* _WHAT YOU WILL DO_:
Only certain lines below are wanted: those starting at the line containing "let encoded = Packet::PlayerState" and ending at the line containing "assert_eq!(encoded[12..16], [1, 2, 3, 1]);", both included, each retyped exactly.

[[ SOURCE DATA open ]]

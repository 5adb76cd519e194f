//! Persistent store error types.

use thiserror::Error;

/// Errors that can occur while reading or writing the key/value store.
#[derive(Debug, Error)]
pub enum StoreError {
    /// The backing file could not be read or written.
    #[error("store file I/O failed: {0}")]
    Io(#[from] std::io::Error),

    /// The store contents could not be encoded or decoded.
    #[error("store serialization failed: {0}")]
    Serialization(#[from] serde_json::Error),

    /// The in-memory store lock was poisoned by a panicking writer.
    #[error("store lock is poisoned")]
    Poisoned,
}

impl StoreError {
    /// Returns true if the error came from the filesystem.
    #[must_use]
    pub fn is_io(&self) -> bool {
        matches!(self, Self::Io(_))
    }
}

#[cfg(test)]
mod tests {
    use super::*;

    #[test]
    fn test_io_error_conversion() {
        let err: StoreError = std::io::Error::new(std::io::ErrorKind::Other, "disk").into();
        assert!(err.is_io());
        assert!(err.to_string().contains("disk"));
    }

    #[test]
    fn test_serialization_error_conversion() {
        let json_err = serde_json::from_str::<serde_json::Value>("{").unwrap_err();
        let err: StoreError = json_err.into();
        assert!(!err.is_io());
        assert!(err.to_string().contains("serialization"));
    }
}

[[ SOURCE DATA closed ]]
[[ SOURCE DATA open ]]

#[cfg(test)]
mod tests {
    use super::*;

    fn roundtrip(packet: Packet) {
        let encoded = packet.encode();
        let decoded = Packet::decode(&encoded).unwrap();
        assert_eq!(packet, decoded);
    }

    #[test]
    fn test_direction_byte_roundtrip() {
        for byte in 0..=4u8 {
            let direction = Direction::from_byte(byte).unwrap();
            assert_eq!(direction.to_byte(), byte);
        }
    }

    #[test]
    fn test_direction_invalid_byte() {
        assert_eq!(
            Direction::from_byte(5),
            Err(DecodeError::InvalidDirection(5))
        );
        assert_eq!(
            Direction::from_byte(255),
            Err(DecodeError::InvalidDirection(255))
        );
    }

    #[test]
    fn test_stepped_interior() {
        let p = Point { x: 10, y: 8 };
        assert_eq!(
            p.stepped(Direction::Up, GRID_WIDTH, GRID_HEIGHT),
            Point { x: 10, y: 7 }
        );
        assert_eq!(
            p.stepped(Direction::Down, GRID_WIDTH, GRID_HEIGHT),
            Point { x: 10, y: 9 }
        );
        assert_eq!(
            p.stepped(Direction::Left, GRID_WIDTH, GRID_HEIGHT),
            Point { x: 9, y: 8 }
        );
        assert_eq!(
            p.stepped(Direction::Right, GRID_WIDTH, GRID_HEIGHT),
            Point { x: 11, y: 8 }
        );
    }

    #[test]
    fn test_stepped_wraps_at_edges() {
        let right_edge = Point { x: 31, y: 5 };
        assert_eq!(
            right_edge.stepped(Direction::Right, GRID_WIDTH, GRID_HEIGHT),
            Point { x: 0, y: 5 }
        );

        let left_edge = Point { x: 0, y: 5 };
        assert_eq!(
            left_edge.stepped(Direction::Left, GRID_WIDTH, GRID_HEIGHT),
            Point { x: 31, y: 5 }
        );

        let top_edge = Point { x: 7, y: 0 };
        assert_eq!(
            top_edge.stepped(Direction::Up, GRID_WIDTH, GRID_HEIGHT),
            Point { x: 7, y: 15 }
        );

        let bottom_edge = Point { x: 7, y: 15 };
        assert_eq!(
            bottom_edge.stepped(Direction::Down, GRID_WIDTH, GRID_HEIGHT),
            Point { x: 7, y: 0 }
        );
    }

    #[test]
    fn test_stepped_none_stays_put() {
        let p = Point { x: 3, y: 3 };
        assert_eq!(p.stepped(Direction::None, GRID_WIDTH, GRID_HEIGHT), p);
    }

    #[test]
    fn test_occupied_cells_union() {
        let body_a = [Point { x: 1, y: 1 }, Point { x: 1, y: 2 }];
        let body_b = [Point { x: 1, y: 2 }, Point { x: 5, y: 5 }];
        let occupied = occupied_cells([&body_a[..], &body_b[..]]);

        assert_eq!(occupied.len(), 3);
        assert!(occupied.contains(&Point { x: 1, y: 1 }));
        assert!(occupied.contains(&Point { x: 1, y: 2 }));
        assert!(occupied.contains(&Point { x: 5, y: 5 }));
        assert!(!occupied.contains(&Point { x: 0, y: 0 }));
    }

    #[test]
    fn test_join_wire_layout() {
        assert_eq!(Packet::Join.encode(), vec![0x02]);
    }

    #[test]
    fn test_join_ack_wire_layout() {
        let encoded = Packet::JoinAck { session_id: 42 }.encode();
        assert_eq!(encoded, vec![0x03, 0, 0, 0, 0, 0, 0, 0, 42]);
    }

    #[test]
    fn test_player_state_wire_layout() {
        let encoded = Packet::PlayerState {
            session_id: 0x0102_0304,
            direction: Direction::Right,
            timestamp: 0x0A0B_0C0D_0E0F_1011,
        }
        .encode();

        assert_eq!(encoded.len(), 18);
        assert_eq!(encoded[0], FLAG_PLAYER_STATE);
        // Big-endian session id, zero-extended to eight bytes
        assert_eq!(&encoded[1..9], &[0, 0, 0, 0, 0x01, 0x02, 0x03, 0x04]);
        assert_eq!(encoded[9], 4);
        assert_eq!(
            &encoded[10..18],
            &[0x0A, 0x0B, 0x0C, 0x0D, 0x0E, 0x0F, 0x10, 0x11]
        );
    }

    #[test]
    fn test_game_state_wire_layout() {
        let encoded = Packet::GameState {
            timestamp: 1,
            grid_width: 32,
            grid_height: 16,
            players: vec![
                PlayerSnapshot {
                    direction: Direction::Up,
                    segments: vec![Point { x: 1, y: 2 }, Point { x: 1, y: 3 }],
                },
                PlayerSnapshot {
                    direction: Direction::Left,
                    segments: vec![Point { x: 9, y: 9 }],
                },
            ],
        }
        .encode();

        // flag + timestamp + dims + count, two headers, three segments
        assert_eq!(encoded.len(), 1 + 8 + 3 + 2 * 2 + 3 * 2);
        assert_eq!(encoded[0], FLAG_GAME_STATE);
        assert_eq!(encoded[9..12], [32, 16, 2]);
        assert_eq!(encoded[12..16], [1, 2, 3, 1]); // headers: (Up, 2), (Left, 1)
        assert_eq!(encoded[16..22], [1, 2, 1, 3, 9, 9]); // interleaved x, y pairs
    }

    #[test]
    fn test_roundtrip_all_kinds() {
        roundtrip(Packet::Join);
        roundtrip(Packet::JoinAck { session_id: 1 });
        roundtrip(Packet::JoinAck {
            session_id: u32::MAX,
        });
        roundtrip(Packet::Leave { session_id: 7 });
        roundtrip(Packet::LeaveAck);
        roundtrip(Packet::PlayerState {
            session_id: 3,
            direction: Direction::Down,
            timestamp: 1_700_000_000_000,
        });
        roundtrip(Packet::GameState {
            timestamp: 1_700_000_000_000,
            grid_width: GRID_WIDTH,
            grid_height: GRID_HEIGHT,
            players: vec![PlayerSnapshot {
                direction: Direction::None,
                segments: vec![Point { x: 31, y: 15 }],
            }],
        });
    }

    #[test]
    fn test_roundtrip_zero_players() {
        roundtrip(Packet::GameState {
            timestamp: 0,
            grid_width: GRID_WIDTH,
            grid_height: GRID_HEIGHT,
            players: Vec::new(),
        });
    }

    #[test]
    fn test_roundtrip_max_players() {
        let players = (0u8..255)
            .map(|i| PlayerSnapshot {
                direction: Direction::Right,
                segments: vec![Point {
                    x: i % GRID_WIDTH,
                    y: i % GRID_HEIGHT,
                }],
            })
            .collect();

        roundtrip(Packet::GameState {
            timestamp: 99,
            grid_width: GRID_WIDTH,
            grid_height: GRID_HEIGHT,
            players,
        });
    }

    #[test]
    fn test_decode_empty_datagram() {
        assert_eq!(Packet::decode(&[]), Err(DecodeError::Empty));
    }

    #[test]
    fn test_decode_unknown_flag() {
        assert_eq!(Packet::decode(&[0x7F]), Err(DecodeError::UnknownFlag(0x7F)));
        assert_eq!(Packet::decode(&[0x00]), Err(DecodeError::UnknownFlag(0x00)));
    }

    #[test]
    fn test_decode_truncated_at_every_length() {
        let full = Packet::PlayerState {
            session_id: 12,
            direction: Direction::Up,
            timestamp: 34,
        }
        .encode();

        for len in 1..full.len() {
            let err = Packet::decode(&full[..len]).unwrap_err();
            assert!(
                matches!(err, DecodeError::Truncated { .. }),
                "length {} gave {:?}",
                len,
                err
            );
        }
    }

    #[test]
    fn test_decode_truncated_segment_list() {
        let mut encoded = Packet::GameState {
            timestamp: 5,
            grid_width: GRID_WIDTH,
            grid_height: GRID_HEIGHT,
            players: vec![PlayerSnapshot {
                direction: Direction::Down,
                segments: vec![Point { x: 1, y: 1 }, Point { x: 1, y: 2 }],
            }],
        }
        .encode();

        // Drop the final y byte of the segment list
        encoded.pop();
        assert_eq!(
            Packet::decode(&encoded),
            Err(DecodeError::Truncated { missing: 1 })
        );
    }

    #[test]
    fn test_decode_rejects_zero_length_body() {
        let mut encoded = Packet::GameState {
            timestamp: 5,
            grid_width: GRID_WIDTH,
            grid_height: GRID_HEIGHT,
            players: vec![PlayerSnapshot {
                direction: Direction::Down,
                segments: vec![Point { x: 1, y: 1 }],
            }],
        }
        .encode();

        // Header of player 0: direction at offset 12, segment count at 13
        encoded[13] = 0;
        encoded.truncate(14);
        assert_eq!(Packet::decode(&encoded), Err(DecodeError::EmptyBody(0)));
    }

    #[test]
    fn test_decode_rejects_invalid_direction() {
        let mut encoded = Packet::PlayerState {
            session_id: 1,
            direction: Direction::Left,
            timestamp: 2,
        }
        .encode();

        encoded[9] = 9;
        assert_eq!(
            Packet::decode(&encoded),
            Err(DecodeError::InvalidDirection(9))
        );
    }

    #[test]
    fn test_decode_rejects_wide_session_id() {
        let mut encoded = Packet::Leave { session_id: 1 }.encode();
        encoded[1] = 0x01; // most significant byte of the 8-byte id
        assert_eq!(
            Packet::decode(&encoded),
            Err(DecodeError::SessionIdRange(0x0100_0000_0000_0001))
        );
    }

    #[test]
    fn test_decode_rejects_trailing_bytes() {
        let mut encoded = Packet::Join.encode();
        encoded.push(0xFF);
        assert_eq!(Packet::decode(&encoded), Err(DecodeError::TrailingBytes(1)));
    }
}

[[ SOURCE DATA closed ]]

* _EXERCISE RESPONSE_:
        let encoded = Packet::PlayerState {
            session_id: 0x0102_0304,
            direction: Direction::Right,
            timestamp: 0x0A0B_0C0D_0E0F_1011,
        }
        .encode();

        assert_eq!(encoded.len(), 18);
        assert_eq!(encoded[0], FLAG_PLAYER_STATE);
        // Big-endian session id, zero-extended to eight bytes
        assert_eq!(&encoded[1..9], &[0, 0, 0, 0, 0x01, 0x02, 0x03, 0x04]);
        assert_eq!(encoded[9], 4);
        assert_eq!(
            &encoded[10..18],
            &[0x0A, 0x0B, 0x0C, 0x0D, 0x0E, 0x0F, 0x10, 0x11]
        );
    }

    #[test]
    fn test_game_state_wire_layout() {
        let encoded = Packet::GameState {
            timestamp: 1,
            grid_width: 32,
            grid_height: 16,
            players: vec![
                PlayerSnapshot {
                    direction: Direction::Up,
                    segments: vec![Point { x: 1, y: 2 }, Point { x: 1, y: 3 }],
                },
                PlayerSnapshot {
                    direction: Direction::Left,
                    segments: vec![Point { x: 9, y: 9 }],
                },
            ],
        }
        .encode();

        // flag + timestamp + dims + count, two headers, three segments
        assert_eq!(encoded.len(), 1 + 8 + 3 + 2 * 2 + 3 * 2);
        assert_eq!(encoded[0], FLAG_GAME_STATE);
        assert_eq!(encoded[9..12], [32, 16, 2]);
        assert_eq!(encoded[12..16], [1, 2, 3, 1]); // headers: (Up, 2), (Left, 1)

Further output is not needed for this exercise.